### [RECORDED DATA]
use std::sync::atomic::{AtomicU64, Ordering};

use tracing::{info, warn};

/// Tracks cumulative spend against a run-level ceiling.
/// Thread-safe via atomic operations for concurrent pipelines.
///
/// Spend only ever goes up: `charge` is the single mutation path and it
/// records every attempt, including ones whose result is later discarded.
/// Admission control goes through `try_reserve`, which also accounts for
/// items that are in flight but have not settled yet, so a burst of
/// admissions cannot blow past the ceiling.
pub struct BudgetLedger {
    /// Ceiling in cents. 0 = unmetered.
    ceiling_cents: u64,
    /// Cumulative spend this run in cents.
    spent_cents: AtomicU64,
    /// Estimated cents reserved by admitted-but-unsettled items.
    reserved_cents: AtomicU64,
}

impl BudgetLedger {
    pub fn new(ceiling_cents: u64) -> Self {
        Self {
            ceiling_cents,
            spent_cents: AtomicU64::new(0),
            reserved_cents: AtomicU64::new(0),
        }
    }

    /// Resume a run with spend already on the books from a prior attempt.
    pub fn with_prior_spend(ceiling_cents: u64, prior_cents: u64) -> Self {
        Self {
            ceiling_cents,
            spent_cents: AtomicU64::new(prior_cents),
            reserved_cents: AtomicU64::new(0),
        }
    }

    /// Record spend. Warns when the ceiling has been crossed by in-flight
    /// work; the charge is still recorded.
    pub fn charge(&self, cost_cents: u64) {
        let prev = self.spent_cents.fetch_add(cost_cents, Ordering::Relaxed);
        if self.ceiling_cents > 0 && prev + cost_cents > self.ceiling_cents {
            warn!(
                spent_cents = prev + cost_cents,
                ceiling_cents = self.ceiling_cents,
                "Spend has crossed the budget ceiling"
            );
        }
    }

    /// Reserve headroom for one item before admitting it. Returns false
    /// when actual spend plus outstanding reservations leave no room.
    pub fn try_reserve(&self, estimate_cents: u64) -> bool {
        if self.ceiling_cents == 0 {
            return true;
        }
        let mut reserved = self.reserved_cents.load(Ordering::Relaxed);
        loop {
            let spent = self.spent_cents.load(Ordering::Relaxed);
            if spent + reserved + estimate_cents > self.ceiling_cents {
                return false;
            }
            match self.reserved_cents.compare_exchange_weak(
                reserved,
                reserved + estimate_cents,
                Ordering::Relaxed,
                Ordering::Relaxed,
            ) {
                Ok(_) => return true,
                Err(actual) => reserved = actual,
            }
        }
    }

    /// Release an item's reservation once its real spend is on the books.
    pub fn settle(&self, estimate_cents: u64) {
        if self.ceiling_cents == 0 {
            return;
        }
        let _ = self
            .reserved_cents
            .fetch_update(Ordering::Relaxed, Ordering::Relaxed, |r| {
                Some(r.saturating_sub(estimate_cents))
            });
    }

    /// Total spent this run.
    pub fn total_spent(&self) -> u64 {
        self.spent_cents.load(Ordering::Relaxed)
    }

    /// Budget remaining (u64::MAX if unmetered).
    pub fn remaining(&self) -> u64 {
        if self.ceiling_cents == 0 {
            return u64::MAX;
        }
        self.ceiling_cents
            .saturating_sub(self.spent_cents.load(Ordering::Relaxed))
    }

    pub fn ceiling(&self) -> u64 {
        self.ceiling_cents
    }

    /// Whether budget enforcement is active (ceiling > 0).
    pub fn is_metered(&self) -> bool {
        self.ceiling_cents > 0
    }

    /// Log budget status.
    pub fn log_status(&self) {
        if self.is_metered() {
            info!(
                spent_cents = self.total_spent(),
                remaining_cents = self.remaining(),
                ceiling_cents = self.ceiling_cents,
                "Budget status"
            );
        }
    }
}
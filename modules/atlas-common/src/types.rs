use serde::{Deserialize, Serialize};

/// How hard an authority's website is to scrape. Decided up front from the
/// authority roster so the paid rendering service is only ever tried for
/// sites known to need it.
#[derive(Debug, Clone, Copy, PartialEq, Eq, Serialize, Deserialize)]
#[serde(rename_all = "snake_case")]
pub enum SiteComplexity {
    /// Static or server-rendered site, plain HTTP fetch is enough.
    Simple,
    /// JS-heavy site, needs the remote rendering service when plain fetch
    /// comes back empty.
    Complex,
}

/// One unit of batch generation: a local planning authority we produce a
/// statistics page for. Immutable once enumerated for a run.
#[derive(Debug, Clone, Serialize, Deserialize)]
pub struct WorkItem {
    /// Stable slug, e.g. "bristol-city-council".
    pub id: String,
    pub name: String,
    /// Classification tags, e.g. "unitary", "metro", "coastal". Drive
    /// reference-note lookup and related-page selection.
    pub tags: Vec<String>,
    /// Rough application volume from the roster. Used as the deterministic
    /// ranking metric for related-page links.
    pub estimated_records: u64,
    pub complexity: SiteComplexity,
    /// Authority website root, if known. Absence means no scraping.
    pub website: Option<String>,
}

impl WorkItem {
    pub fn shares_tag(&self, other: &WorkItem) -> bool {
        self.tags.iter().any(|t| other.tags.contains(t))
    }
}
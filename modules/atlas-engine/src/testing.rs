//! Shared fakes and fixtures for unit tests.

use std::collections::{HashMap, VecDeque};
use std::path::{Path, PathBuf};
use std::sync::atomic::{AtomicBool, AtomicU32, Ordering};
use std::sync::Arc;

use anyhow::Result;
use async_trait::async_trait;
use chrono::Utc;
use tokio::sync::Mutex as AsyncMutex;

use atlas_common::{AtlasError, SiteComplexity, WorkItem};
use model_client::{Completion, Prompt, TextModel};

use crate::assembler::{PageArtifact, WordTarget, SCHEMA_VERSION};
use crate::budget::BudgetLedger;
use crate::checkpoint::CheckpointStore;
use crate::extractor::{CategoryCount, DataExtractor, MetricsStore, MonthCount};
use crate::generator::{ContentGenerator, DEFAULT_SECTIONS};
use crate::pipeline::ItemPipeline;
use crate::retry::RetryPolicy;
use crate::run_log::RunLog;
use crate::scraper::{ContentScraper, PageFetcher};
use crate::seo::SeoMetadata;
use crate::store::{ArtifactSink, FileArtifactStore};

// --- Work item fixtures ---

pub fn work_item(id: &str, tags: &[&str]) -> WorkItem {
    WorkItem {
        id: id.to_string(),
        name: id.to_string(),
        tags: tags.iter().map(|t| t.to_string()).collect(),
        estimated_records: 100,
        complexity: SiteComplexity::Simple,
        website: None,
    }
}

pub fn work_item_sized(id: &str, tags: &[&str], estimated_records: u64) -> WorkItem {
    WorkItem {
        estimated_records,
        ..work_item(id, tags)
    }
}

pub fn work_item_with_site(id: &str, url: &str) -> WorkItem {
    WorkItem {
        website: Some(url.to_string()),
        ..work_item(id, &["unitary"])
    }
}

pub fn complex_item(id: &str, url: &str) -> WorkItem {
    WorkItem {
        complexity: SiteComplexity::Complex,
        ..work_item_with_site(id, url)
    }
}

pub fn sample_artifact(id: &str) -> PageArtifact {
    PageArtifact {
        schema_version: SCHEMA_VERSION,
        item_id: id.to_string(),
        item_name: id.to_string(),
        sections: vec![crate::generator::GeneratedSection {
            name: "overview".to_string(),
            text: "Sample overview text.".to_string(),
            word_count: 3,
            cost_cents: 2,
        }],
        missing_sections: Vec::new(),
        seo: SeoMetadata {
            title: format!("{id} planning applications"),
            description: "Sample description.".to_string(),
            structured_data: serde_json::json!({}),
            related: Vec::new(),
        },
        total_words: 3,
        total_cost_cents: 2,
        generation_ms: 10,
        scrape_strategy: None,
        complete: true,
        below_word_target: false,
        above_word_target: false,
        generated_at: Utc::now(),
    }
}

// --- Fake metrics store ---

pub struct FakeMetricsStore {
    pub items: Vec<WorkItem>,
    pub totals: HashMap<String, u64>,
    pub decisions: HashMap<String, (u64, u64)>,
    pub monthly: HashMap<String, Vec<MonthCount>>,
    pub categories: HashMap<String, Vec<CategoryCount>>,
    pub unreachable: bool,
}

impl FakeMetricsStore {
    pub fn empty() -> Self {
        Self {
            items: Vec::new(),
            totals: HashMap::new(),
            decisions: HashMap::new(),
            monthly: HashMap::new(),
            categories: HashMap::new(),
            unreachable: false,
        }
    }

    pub fn unreachable() -> Self {
        Self {
            unreachable: true,
            ..Self::empty()
        }
    }

    fn check(&self) -> Result<()> {
        if self.unreachable {
            anyhow::bail!("connection refused");
        }
        Ok(())
    }
}

#[async_trait]
impl MetricsStore for FakeMetricsStore {
    async fn roster(&self) -> Result<Vec<WorkItem>> {
        self.check()?;
        Ok(self.items.clone())
    }

    async fn total_applications(&self, item_id: &str) -> Result<u64> {
        self.check()?;
        Ok(self.totals.get(item_id).copied().unwrap_or(0))
    }

    async fn decision_counts(&self, item_id: &str) -> Result<(u64, u64)> {
        self.check()?;
        Ok(self.decisions.get(item_id).copied().unwrap_or((0, 0)))
    }

    async fn monthly_counts(&self, item_id: &str, _months: u32) -> Result<Vec<MonthCount>> {
        self.check()?;
        Ok(self.monthly.get(item_id).cloned().unwrap_or_default())
    }

    async fn top_categories(&self, item_id: &str, _limit: i64) -> Result<Vec<CategoryCount>> {
        self.check()?;
        Ok(self.categories.get(item_id).cloned().unwrap_or_default())
    }
}

// --- Scripted page fetcher ---

pub struct ScriptedFetcher {
    queue: std::sync::Mutex<VecDeque<Result<String, String>>>,
    default: Option<String>,
    calls: AtomicU32,
}

impl ScriptedFetcher {
    /// Pops scripted responses in order; exhausted queue yields empty.
    pub fn returning(responses: Vec<Result<String, String>>) -> Self {
        Self {
            queue: std::sync::Mutex::new(responses.into()),
            default: None,
            calls: AtomicU32::new(0),
        }
    }

    /// Always returns the same content.
    pub fn always(text: &str) -> Self {
        Self {
            queue: std::sync::Mutex::new(VecDeque::new()),
            default: Some(text.to_string()),
            calls: AtomicU32::new(0),
        }
    }

    pub fn calls(&self) -> u32 {
        self.calls.load(Ordering::SeqCst)
    }
}

#[async_trait]
impl PageFetcher for ScriptedFetcher {
    async fn fetch(&self, _url: &str) -> Result<String> {
        self.calls.fetch_add(1, Ordering::SeqCst);
        if let Some(next) = self.queue.lock().unwrap().pop_front() {
            return next.map_err(|e| anyhow::anyhow!(e));
        }
        Ok(self.default.clone().unwrap_or_default())
    }

    fn name(&self) -> &str {
        "scripted"
    }

    // Charged like the real rendering fetcher so billing paths are
    // exercised.
    fn metered(&self) -> bool {
        true
    }
}

// --- Scripted text model ---

pub struct ScriptedModel {
    text: String,
    cost_cents: u64,
    /// (user-prompt substring, failures remaining)
    fail_markers: std::sync::Mutex<Vec<(String, u32)>>,
    /// (user-prompt substring, blank completions remaining)
    blank_markers: std::sync::Mutex<Vec<(String, u32)>>,
    /// Flag flipped on every call, simulating an operator cancelling
    /// while generation is in flight.
    trip: Option<Arc<AtomicBool>>,
    calls: AtomicU32,
}

impl ScriptedModel {
    pub fn ok(text: &str, cost_cents: u64) -> Self {
        Self {
            text: text.to_string(),
            cost_cents,
            fail_markers: std::sync::Mutex::new(Vec::new()),
            blank_markers: std::sync::Mutex::new(Vec::new()),
            trip: None,
            calls: AtomicU32::new(0),
        }
    }

    /// Fail the next `times` calls whose user prompt contains `marker`.
    pub fn failing_for(self, marker: &str, times: u32) -> Self {
        self.fail_markers
            .lock()
            .unwrap()
            .push((marker.to_string(), times));
        self
    }

    /// Return a billed-but-empty completion for the next `times` calls
    /// whose user prompt contains `marker`.
    pub fn blank_for(self, marker: &str, times: u32) -> Self {
        self.blank_markers
            .lock()
            .unwrap()
            .push((marker.to_string(), times));
        self
    }

    /// Set `flag` whenever a call lands.
    pub fn tripping(mut self, flag: Arc<AtomicBool>) -> Self {
        self.trip = Some(flag);
        self
    }

    pub fn calls(&self) -> u32 {
        self.calls.load(Ordering::SeqCst)
    }

    fn take_marker(markers: &std::sync::Mutex<Vec<(String, u32)>>, user: &str) -> bool {
        let mut markers = markers.lock().unwrap();
        for (marker, remaining) in markers.iter_mut() {
            if *remaining > 0 && user.contains(marker.as_str()) {
                *remaining -= 1;
                return true;
            }
        }
        false
    }
}

#[async_trait]
impl TextModel for ScriptedModel {
    async fn generate(&self, prompt: &Prompt, _max_tokens: u32) -> Result<Completion> {
        self.calls.fetch_add(1, Ordering::SeqCst);
        if let Some(ref flag) = self.trip {
            flag.store(true, Ordering::Relaxed);
        }
        if Self::take_marker(&self.fail_markers, &prompt.user) {
            anyhow::bail!("scripted provider failure");
        }
        let text = if Self::take_marker(&self.blank_markers, &prompt.user) {
            String::new()
        } else {
            self.text.clone()
        };
        Ok(Completion {
            text,
            input_tokens: 100,
            output_tokens: 200,
            cost_cents: self.cost_cents,
        })
    }
}

// --- Recording artifact sink ---

pub struct RecordingSink {
    artifacts: std::sync::Mutex<Vec<PageArtifact>>,
    fail: bool,
    files: Option<Arc<FileArtifactStore>>,
}

impl RecordingSink {
    pub fn new(fail: bool, files: Option<Arc<FileArtifactStore>>) -> Self {
        Self {
            artifacts: std::sync::Mutex::new(Vec::new()),
            fail,
            files,
        }
    }

    pub fn artifacts(&self) -> Vec<PageArtifact> {
        self.artifacts.lock().unwrap().clone()
    }
}

#[async_trait]
impl ArtifactSink for RecordingSink {
    async fn persist(&self, artifact: &PageArtifact) -> Result<(), AtlasError> {
        if self.fail {
            return Err(AtlasError::PersistenceFailed("disk full".to_string()));
        }
        if let Some(ref files) = self.files {
            files.persist(artifact).await?;
        }
        self.artifacts.lock().unwrap().push(artifact.clone());
        Ok(())
    }
}

// --- Full test environment ---

/// Everything a pipeline/orchestrator test needs, wired with fakes.
pub struct TestEnv {
    pub pipeline: Arc<ItemPipeline>,
    pub checkpoints: Arc<CheckpointStore>,
    pub ledger: Arc<BudgetLedger>,
    pub run_log: Arc<AsyncMutex<RunLog>>,
    pub sink: Arc<RecordingSink>,
    pub files: Arc<FileArtifactStore>,
    pub cancel: Arc<AtomicBool>,
    _tmp: Option<tempfile::TempDir>,
}

pub struct TestEnvBuilder {
    unreachable_store: bool,
    fail_markers: Vec<(String, u32)>,
    failing_sink: bool,
    cancel_mid_generation: bool,
    budget_cents: u64,
    data_dir: Option<PathBuf>,
}

impl TestEnv {
    pub async fn new() -> Self {
        Self::builder().build().await
    }

    pub fn builder() -> TestEnvBuilder {
        TestEnvBuilder {
            unreachable_store: false,
            fail_markers: Vec::new(),
            failing_sink: false,
            cancel_mid_generation: false,
            budget_cents: 0,
            data_dir: None,
        }
    }
}

impl TestEnvBuilder {
    pub fn unreachable_store(mut self) -> Self {
        self.unreachable_store = true;
        self
    }

    pub fn model_failing_for(mut self, marker: &str, times: u32) -> Self {
        self.fail_markers.push((marker.to_string(), times));
        self
    }

    pub fn failing_sink(mut self) -> Self {
        self.failing_sink = true;
        self
    }

    /// Request cancellation from inside the first model call, as if an
    /// operator hit ctrl-c while an item was generating.
    pub fn cancel_mid_generation(mut self) -> Self {
        self.cancel_mid_generation = true;
        self
    }

    pub fn budget_cents(mut self, cents: u64) -> Self {
        self.budget_cents = cents;
        self
    }

    pub fn data_dir(mut self, dir: &Path) -> Self {
        self.data_dir = Some(dir.to_path_buf());
        self
    }

    pub async fn build(self) -> TestEnv {
        let (root, tmp) = match self.data_dir {
            Some(dir) => (dir, None),
            None => {
                let tmp = tempfile::tempdir().unwrap();
                (tmp.path().to_path_buf(), Some(tmp))
            }
        };

        let store = if self.unreachable_store {
            Arc::new(FakeMetricsStore::unreachable())
        } else {
            Arc::new(FakeMetricsStore::empty())
        };

        let cancel = Arc::new(AtomicBool::new(false));
        let mut model = ScriptedModel::ok(
            "Generated copy for the page, grounded in the supplied figures.",
            10,
        );
        for (marker, times) in self.fail_markers {
            model = model.failing_for(&marker, times);
        }
        if self.cancel_mid_generation {
            model = model.tripping(cancel.clone());
        }

        let ledger = Arc::new(BudgetLedger::new(self.budget_cents));
        let checkpoints = Arc::new(CheckpointStore::open(root.join("checkpoints")).unwrap());
        let files = Arc::new(FileArtifactStore::open(root.join("pages"), None).unwrap());
        let sink = Arc::new(RecordingSink::new(self.failing_sink, Some(files.clone())));
        let run_log = Arc::new(AsyncMutex::new(RunLog::new("test-run".to_string())));

        let generator = ContentGenerator::new(
            Arc::new(model),
            ledger.clone(),
            checkpoints.clone(),
            RetryPolicy::immediate(3),
            DEFAULT_SECTIONS.iter().map(|s| s.to_string()).collect(),
            vec![
                "overview".to_string(),
                "trend-narrative".to_string(),
                "policy-summary".to_string(),
            ],
        );
        let scraper = ContentScraper::new(
            Arc::new(ScriptedFetcher::always(&page_paragraphs())),
            Arc::new(ScriptedFetcher::returning(Vec::new())),
            ledger.clone(),
            RetryPolicy::immediate(1),
        );
        let pipeline = Arc::new(ItemPipeline::new(
            DataExtractor::new(store),
            scraper,
            generator,
            sink.clone(),
            checkpoints.clone(),
            run_log.clone(),
            Vec::new(),
            WordTarget { min: 1, max: 2500 },
        ));

        TestEnv {
            pipeline,
            checkpoints,
            ledger,
            run_log,
            sink,
            files,
            cancel,
            _tmp: tmp,
        }
    }
}

fn page_paragraphs() -> String {
    (0..3)
        .map(|i| {
            format!(
                "Planning paragraph {i} describing the authority's published guidance in \
                 enough words to clear the usable-content threshold for a scrape."
            )
        })
        .collect::<Vec<_>>()
        .join("\n\n")
}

### [EXERCISE DIRECTIONS]
Please restate the records word for word. Go from the first line to the line with "pub fn charge(&self, cost_cents: u64)" and include both.

### [EXPECTED ANSWER]
use std::sync::atomic::{AtomicU64, Ordering};

use tracing::{info, warn};

/// Tracks cumulative spend against a run-level ceiling.
/// Thread-safe via atomic operations for concurrent pipelines.
///
/// Spend only ever goes up: `charge` is the single mutation path and it
/// records every attempt, including ones whose result is later discarded.
/// Admission control goes through `try_reserve`, which also accounts for
/// items that are in flight but have not settled yet, so a burst of
/// admissions cannot blow past the ceiling.
pub struct BudgetLedger {
    /// Ceiling in cents. 0 = unmetered.
    ceiling_cents: u64,
    /// Cumulative spend this run in cents.
    spent_cents: AtomicU64,
    /// Estimated cents reserved by admitted-but-unsettled items.
    reserved_cents: AtomicU64,
}

impl BudgetLedger {
    pub fn new(ceiling_cents: u64) -> Self {
        Self {
            ceiling_cents,
            spent_cents: AtomicU64::new(0),
            reserved_cents: AtomicU64::new(0),
        }
    }

    /// Resume a run with spend already on the books from a prior attempt.
    pub fn with_prior_spend(ceiling_cents: u64, prior_cents: u64) -> Self {
        Self {
            ceiling_cents,
            spent_cents: AtomicU64::new(prior_cents),
            reserved_cents: AtomicU64::new(0),
        }
    }

    /// Record spend. Warns when the ceiling has been crossed by in-flight
    /// work; the charge is still recorded.
    pub fn charge(&self, cost_cents: u64) {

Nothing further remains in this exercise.